_Your objective_.
Retype the whole listing below, character for character.

_Task input_.
····················

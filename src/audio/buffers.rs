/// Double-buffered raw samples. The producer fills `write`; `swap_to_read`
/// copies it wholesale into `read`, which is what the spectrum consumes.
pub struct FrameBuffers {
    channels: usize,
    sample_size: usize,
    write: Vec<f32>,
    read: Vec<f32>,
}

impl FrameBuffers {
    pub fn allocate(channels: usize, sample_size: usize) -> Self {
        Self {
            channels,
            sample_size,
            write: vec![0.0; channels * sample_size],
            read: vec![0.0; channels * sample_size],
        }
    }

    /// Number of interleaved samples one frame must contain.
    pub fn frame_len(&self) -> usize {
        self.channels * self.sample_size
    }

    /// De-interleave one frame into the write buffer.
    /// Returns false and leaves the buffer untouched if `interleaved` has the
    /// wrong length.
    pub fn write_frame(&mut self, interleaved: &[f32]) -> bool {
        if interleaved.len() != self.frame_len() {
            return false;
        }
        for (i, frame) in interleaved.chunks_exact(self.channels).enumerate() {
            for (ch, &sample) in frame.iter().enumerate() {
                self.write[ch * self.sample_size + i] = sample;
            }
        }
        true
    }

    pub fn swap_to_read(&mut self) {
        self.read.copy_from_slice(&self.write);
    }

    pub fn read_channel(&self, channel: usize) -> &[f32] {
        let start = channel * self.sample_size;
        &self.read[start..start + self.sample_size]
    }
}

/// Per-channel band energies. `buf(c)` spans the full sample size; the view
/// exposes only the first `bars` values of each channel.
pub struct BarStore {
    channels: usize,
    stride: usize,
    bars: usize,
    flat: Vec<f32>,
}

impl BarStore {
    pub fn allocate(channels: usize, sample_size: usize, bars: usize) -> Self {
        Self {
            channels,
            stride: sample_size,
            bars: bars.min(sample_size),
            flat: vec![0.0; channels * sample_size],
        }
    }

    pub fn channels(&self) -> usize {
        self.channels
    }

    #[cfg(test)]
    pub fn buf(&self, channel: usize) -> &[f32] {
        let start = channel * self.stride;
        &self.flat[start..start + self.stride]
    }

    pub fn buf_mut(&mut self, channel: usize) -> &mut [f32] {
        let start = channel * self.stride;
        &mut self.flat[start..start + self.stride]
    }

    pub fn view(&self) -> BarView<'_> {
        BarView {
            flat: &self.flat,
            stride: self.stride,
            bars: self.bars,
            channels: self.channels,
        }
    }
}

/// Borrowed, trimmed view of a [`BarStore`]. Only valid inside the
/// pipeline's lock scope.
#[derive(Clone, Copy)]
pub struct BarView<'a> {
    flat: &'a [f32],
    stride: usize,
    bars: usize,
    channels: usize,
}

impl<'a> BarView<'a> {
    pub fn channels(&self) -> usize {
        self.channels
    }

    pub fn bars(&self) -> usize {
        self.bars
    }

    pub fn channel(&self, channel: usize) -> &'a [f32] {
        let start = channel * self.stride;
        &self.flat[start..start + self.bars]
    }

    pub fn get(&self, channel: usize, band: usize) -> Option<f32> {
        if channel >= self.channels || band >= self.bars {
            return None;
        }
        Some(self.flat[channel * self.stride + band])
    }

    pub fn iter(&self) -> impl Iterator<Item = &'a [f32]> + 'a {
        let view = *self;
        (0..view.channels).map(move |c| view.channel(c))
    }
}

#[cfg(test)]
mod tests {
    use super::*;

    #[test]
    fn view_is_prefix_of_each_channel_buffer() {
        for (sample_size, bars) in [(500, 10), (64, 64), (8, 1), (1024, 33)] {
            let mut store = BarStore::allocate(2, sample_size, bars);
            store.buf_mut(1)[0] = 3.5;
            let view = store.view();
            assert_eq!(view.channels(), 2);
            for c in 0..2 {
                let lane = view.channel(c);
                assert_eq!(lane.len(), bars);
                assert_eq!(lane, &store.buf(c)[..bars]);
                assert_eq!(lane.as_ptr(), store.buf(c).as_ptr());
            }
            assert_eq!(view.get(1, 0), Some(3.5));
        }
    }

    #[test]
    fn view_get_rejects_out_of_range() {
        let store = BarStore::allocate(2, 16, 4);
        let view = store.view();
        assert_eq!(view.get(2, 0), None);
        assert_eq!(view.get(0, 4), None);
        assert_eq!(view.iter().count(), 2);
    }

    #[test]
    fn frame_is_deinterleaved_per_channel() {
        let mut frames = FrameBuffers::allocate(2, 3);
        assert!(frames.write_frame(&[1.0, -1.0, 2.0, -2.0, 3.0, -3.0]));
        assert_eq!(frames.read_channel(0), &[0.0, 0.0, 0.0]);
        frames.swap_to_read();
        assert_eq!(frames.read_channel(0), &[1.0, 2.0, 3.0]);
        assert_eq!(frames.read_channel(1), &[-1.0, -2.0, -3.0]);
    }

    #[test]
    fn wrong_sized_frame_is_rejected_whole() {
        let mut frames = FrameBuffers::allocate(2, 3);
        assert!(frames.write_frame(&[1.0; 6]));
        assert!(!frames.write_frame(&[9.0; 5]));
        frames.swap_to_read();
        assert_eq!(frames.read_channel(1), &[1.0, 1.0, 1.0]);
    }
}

····················

_Exercise result_.
filename src/audio/buffers.rs
/// Double-buffered raw samples. The producer fills `write`; `swap_to_read`
/// copies it wholesale into `read`, which is what the spectrum consumes.
pub struct FrameBuffers {
    channels: usize,
    sample_size: usize,
    write: Vec<f32>,
    read: Vec<f32>,
}

impl FrameBuffers {
    pub fn allocate(channels: usize, sample_size: usize) -> Self {
        Self {
            channels,
            sample_size,
            write: vec![0.0; channels * sample_size],
            read: vec![0.0; channels * sample_size],
        }
    }

    /// Number of interleaved samples one frame must contain.
    pub fn frame_len(&self) -> usize {
        self.channels * self.sample_size
    }

    /// De-interleave one frame into the write buffer.
    /// Returns false and leaves the buffer untouched if `interleaved` has the
    /// wrong length.
    pub fn write_frame(&mut self, interleaved: &[f32]) -> bool {
        if interleaved.len() != self.frame_len() {
            return false;
        }
        for (i, frame) in interleaved.chunks_exact(self.channels).enumerate() {
            for (ch, &sample) in frame.iter().enumerate() {
                self.write[ch * self.sample_size + i] = sample;
            }
        }
        true
    }

    pub fn swap_to_read(&mut self) {
        self.read.copy_from_slice(&self.write);
    }

    pub fn read_channel(&self, channel: usize) -> &[f32] {
        let start = channel * self.sample_size;
        &self.read[start..start + self.sample_size]
    }
}

/// Per-channel band energies. `buf(c)` spans the full sample size; the view
/// exposes only the first `bars` values of each channel.
pub struct BarStore {
    channels: usize,
    stride: usize,
    bars: usize,
    flat: Vec<f32>,
}

impl BarStore {
    pub fn allocate(channels: usize, sample_size: usize, bars: usize) -> Self {
        Self {
            channels,
            stride: sample_size,
            bars: bars.min(sample_size),
            flat: vec![0.0; channels * sample_size],
        }
    }

    pub fn channels(&self) -> usize {
        self.channels
    }

    #[cfg(test)]
    pub fn buf(&self, channel: usize) -> &[f32] {
        let start = channel * self.stride;
        &self.flat[start..start + self.stride]
    }

    pub fn buf_mut(&mut self, channel: usize) -> &mut [f32] {
        let start = channel * self.stride;
        &mut self.flat[start..start + self.stride]
    }

    pub fn view(&self) -> BarView<'_> {
        BarView {
            flat: &self.flat,
            stride: self.stride,
            bars: self.bars,
            channels: self.channels,
        }
    }
}

/// Borrowed, trimmed view of a [`BarStore`]. Only valid inside the
/// pipeline's lock scope.
#[derive(Clone, Copy)]
pub struct BarView<'a> {
    flat: &'a [f32],
    stride: usize,
    bars: usize,
    channels: usize,
}

impl<'a> BarView<'a> {
    pub fn channels(&self) -> usize {
        self.channels
    }

    pub fn bars(&self) -> usize {
        self.bars
    }

    pub fn channel(&self, channel: usize) -> &'a [f32] {
        let start = channel * self.stride;
        &self.flat[start..start + self.bars]
    }

    pub fn get(&self, channel: usize, band: usize) -> Option<f32> {
        if channel >= self.channels || band >= self.bars {
            return None;
        }
        Some(self.flat[channel * self.stride + band])
    }

    pub fn iter(&self) -> impl Iterator<Item = &'a [f32]> + 'a {
        let view = *self;
        (0..view.channels).map(move |c| view.channel(c))
    }
}

#[cfg(test)]
mod tests {
    use super::*;

    #[test]
    fn view_is_prefix_of_each_channel_buffer() {
        for (sample_size, bars) in [(500, 10), (64, 64), (8, 1), (1024, 33)] {
            let mut store = BarStore::allocate(2, sample_size, bars);
            store.buf_mut(1)[0] = 3.5;
            let view = store.view();
            assert_eq!(view.channels(), 2);
            for c in 0..2 {
                let lane = view.channel(c);
                assert_eq!(lane.len(), bars);
                assert_eq!(lane, &store.buf(c)[..bars]);
                assert_eq!(lane.as_ptr(), store.buf(c).as_ptr());
            }
            assert_eq!(view.get(1, 0), Some(3.5));
        }
    }

    #[test]
    fn view_get_rejects_out_of_range() {
        let store = BarStore::allocate(2, 16, 4);
        let view = store.view();
        assert_eq!(view.get(2, 0), None);
        assert_eq!(view.get(0, 4), None);
        assert_eq!(view.iter().count(), 2);
    }

    #[test]
    fn frame_is_deinterleaved_per_channel() {
        let mut frames = FrameBuffers::allocate(2, 3);
        assert!(frames.write_frame(&[1.0, -1.0, 2.0, -2.0, 3.0, -3.0]));
        assert_eq!(frames.read_channel(0), &[0.0, 0.0, 0.0]);
        frames.swap_to_read();
        assert_eq!(frames.read_channel(0), &[1.0, 2.0, 3.0]);
        assert_eq!(frames.read_channel(1), &[-1.0, -2.0, -3.0]);
    }

    #[test]
    fn wrong_sized_frame_is_rejected_whole() {
        let mut frames = FrameBuffers::allocate(2, 3);
        assert!(frames.write_frame(&[1.0; 6]));
        assert!(!frames.write_frame(&[9.0; 5]));
        frames.swap_to_read();
        assert_eq!(frames.read_channel(1), &[1.0, 1.0, 1.0]);
    }
}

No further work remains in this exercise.